## WORK REQUIRED
Keep only the lines of the data below that contain "displacement", and copy them.

## EXTRACTED ENTRIES
-------
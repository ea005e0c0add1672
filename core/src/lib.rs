#![deny(
    unsafe_code,
    missing_docs,
    dead_code,
    unused_results,
    non_snake_case,
    unreachable_pub
)]

//! Core contracts shared across the overworld engine.
//!
//! This crate defines the message surface that connects adapters, the
//! authoritative world, and pure systems. Adapters submit [`Command`] values
//! describing desired mutations, the world executes those commands via its
//! `apply` entry point, and then broadcasts [`Event`] values for systems to
//! react to deterministically. Grid data, pixel geometry and build errors
//! live here so every layer speaks the same vocabulary.

use std::fmt;

use serde::{Deserialize, Serialize};
use thiserror::Error;

/// Edge length of a single map tile on screen, measured in pixels.
pub const TILE_SIZE: i32 = 32;

/// Largest column or row count whose pixel extent still fits in an `i32`.
pub const MAX_GRID_EXTENT: u32 = (i32::MAX / TILE_SIZE) as u32;

/// Edge length of a single cell inside a source sprite sheet, measured in pixels.
pub const SOURCE_TILE_SIZE: u32 = 16;

/// Index of the house-sheet image used to materialise limit and trigger tiles.
pub const BLOCKER_IMAGE_INDEX: usize = 5;

/// Default trigger table binding each level to the limit-grid code that enters it.
pub const DEFAULT_LEVEL_TRIGGERS: [LevelTrigger; 6] = [
    LevelTrigger::new(LevelId::new(1), CellCode::new(104)),
    LevelTrigger::new(LevelId::new(2), CellCode::new(105)),
    LevelTrigger::new(LevelId::new(3), CellCode::new(106)),
    LevelTrigger::new(LevelId::new(4), CellCode::new(146)),
    LevelTrigger::new(LevelId::new(5), CellCode::new(542)),
    LevelTrigger::new(LevelId::new(6), CellCode::new(558)),
];

/// Commands that express all permissible world mutations.
#[derive(Clone, Debug, PartialEq, Eq)]
pub enum Command {
    /// Moves the player by the provided velocity, resolving collisions per axis.
    MovePlayer {
        /// Requested displacement for this frame in pixels.
        velocity: Velocity,
    },
    /// Flips the world's paused flag.
    TogglePause,
    /// Swaps the player's image set for the one registered under `avatar`.
    SetAvatar {
        /// Display identity the player should adopt.
        avatar: AvatarId,
    },
}

/// Events broadcast by the world after processing commands.
#[derive(Clone, Debug, PartialEq, Eq)]
pub enum Event {
    /// Announces that the paused flag changed.
    PauseToggled {
        /// Paused flag after the toggle.
        paused: bool,
    },
    /// Confirms that the player changed position during a move.
    PlayerMoved {
        /// Position before the move.
        from: PixelPoint,
        /// Position after collision resolution.
        to: PixelPoint,
    },
    /// Reports that a blocking tile cancelled movement along one axis.
    PlayerBlocked {
        /// Axis on which the tentative displacement was cancelled.
        axis: Axis,
        /// Position the player was held at.
        at: PixelPoint,
    },
    /// Reports that the player stepped onto a level-transition zone.
    LevelEntered {
        /// Level whose trigger layer the player entered.
        level: LevelId,
        /// Grid cell of the first trigger tile overlapped by the player.
        cell: CellCoord,
    },
    /// Confirms that the player adopted a new display identity.
    AvatarChanged {
        /// Identity now used for the player's image set.
        avatar: AvatarId,
    },
    /// Reports that an identity change referenced an unregistered image set.
    AvatarRejected {
        /// Identity that could not be applied.
        avatar: AvatarId,
    },
}

/// Horizontal or vertical axis of motion.
#[derive(Clone, Copy, Debug, PartialEq, Eq, Hash)]
pub enum Axis {
    /// Motion along the x axis.
    Horizontal,
    /// Motion along the y axis.
    Vertical,
}

/// Integer value stored in a grid cell.
///
/// Tile layers interpret the code as an index into their sprite sheet, the
/// limit grid uses it to mark blocking tiles and level triggers, and the
/// player-start grid marks the spawn cell with it.
#[derive(Clone, Copy, Debug, PartialEq, Eq, Hash, PartialOrd, Ord, Serialize, Deserialize)]
pub struct CellCode(i32);

impl CellCode {
    /// Marks a cell of a tile layer that holds no tile.
    pub const EMPTY: Self = Self(-1);

    /// Marks a movement-blocking cell of the limit grid.
    pub const BLOCKING: Self = Self(-1);

    /// Marks the player's start cell in the player-start grid.
    pub const SPAWN: Self = Self(1);

    /// Wraps a raw cell code.
    #[must_use]
    pub const fn new(value: i32) -> Self {
        Self(value)
    }

    /// Retrieves the raw value of the code.
    #[must_use]
    pub const fn get(&self) -> i32 {
        self.0
    }

    /// Reports whether the code marks an empty tile-layer cell.
    #[must_use]
    pub const fn is_empty(&self) -> bool {
        self.0 == Self::EMPTY.0
    }

    /// Interprets the code as a sprite-sheet index, if it is non-negative.
    #[must_use]
    pub fn image_index(&self) -> Option<usize> {
        usize::try_from(self.0).ok()
    }
}

impl fmt::Display for CellCode {
    fn fmt(&self, f: &mut fmt::Formatter<'_>) -> fmt::Result {
        write!(f, "{}", self.0)
    }
}

/// Location of a single grid cell expressed as column and row coordinates.
#[derive(Clone, Copy, Debug, PartialEq, Eq, Hash, PartialOrd, Ord, Serialize, Deserialize)]
pub struct CellCoord {
    column: u32,
    row: u32,
}

impl CellCoord {
    /// Creates a new grid cell coordinate.
    #[must_use]
    pub const fn new(column: u32, row: u32) -> Self {
        Self { column, row }
    }

    /// Zero-based column index of the cell.
    #[must_use]
    pub const fn column(&self) -> u32 {
        self.column
    }

    /// Zero-based row index of the cell.
    #[must_use]
    pub const fn row(&self) -> u32 {
        self.row
    }

    /// Top-left pixel of the tile drawn for this cell.
    #[must_use]
    pub const fn to_pixel(&self) -> PixelPoint {
        PixelPoint::new(pixel_extent(self.column), pixel_extent(self.row))
    }
}

impl fmt::Display for CellCoord {
    fn fmt(&self, f: &mut fmt::Formatter<'_>) -> fmt::Result {
        write!(f, "({}, {})", self.column, self.row)
    }
}

/// Number of rows and columns shared by every grid of one world.
#[derive(Clone, Copy, Debug, PartialEq, Eq, Hash)]
pub struct GridDimensions {
    columns: u32,
    rows: u32,
}

impl GridDimensions {
    /// Creates a new dimensions descriptor.
    #[must_use]
    pub const fn new(columns: u32, rows: u32) -> Self {
        Self { columns, rows }
    }

    /// Number of columns in each row.
    #[must_use]
    pub const fn columns(&self) -> u32 {
        self.columns
    }

    /// Number of rows.
    #[must_use]
    pub const fn rows(&self) -> u32 {
        self.rows
    }

    /// Total map width in pixels.
    #[must_use]
    pub const fn pixel_width(&self) -> i32 {
        pixel_extent(self.columns)
    }

    /// Total map height in pixels.
    #[must_use]
    pub const fn pixel_height(&self) -> i32 {
        pixel_extent(self.rows)
    }
}

/// Pixel length of `cells` tiles, saturating at `i32::MAX`.
const fn pixel_extent(cells: u32) -> i32 {
    if cells > MAX_GRID_EXTENT {
        i32::MAX
    } else {
        cells as i32 * TILE_SIZE
    }
}

impl fmt::Display for GridDimensions {
    fn fmt(&self, f: &mut fmt::Formatter<'_>) -> fmt::Result {
        write!(f, "{}x{}", self.columns, self.rows)
    }
}

/// Rectangular, row-major grid of cell codes.
#[derive(Clone, Debug, PartialEq, Eq)]
pub struct Grid {
    dimensions: GridDimensions,
    cells: Vec<CellCode>,
}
-------
## RESPONSE BELOW
        /// Requested displacement for this frame in pixels.
        /// Axis on which the tentative displacement was cancelled.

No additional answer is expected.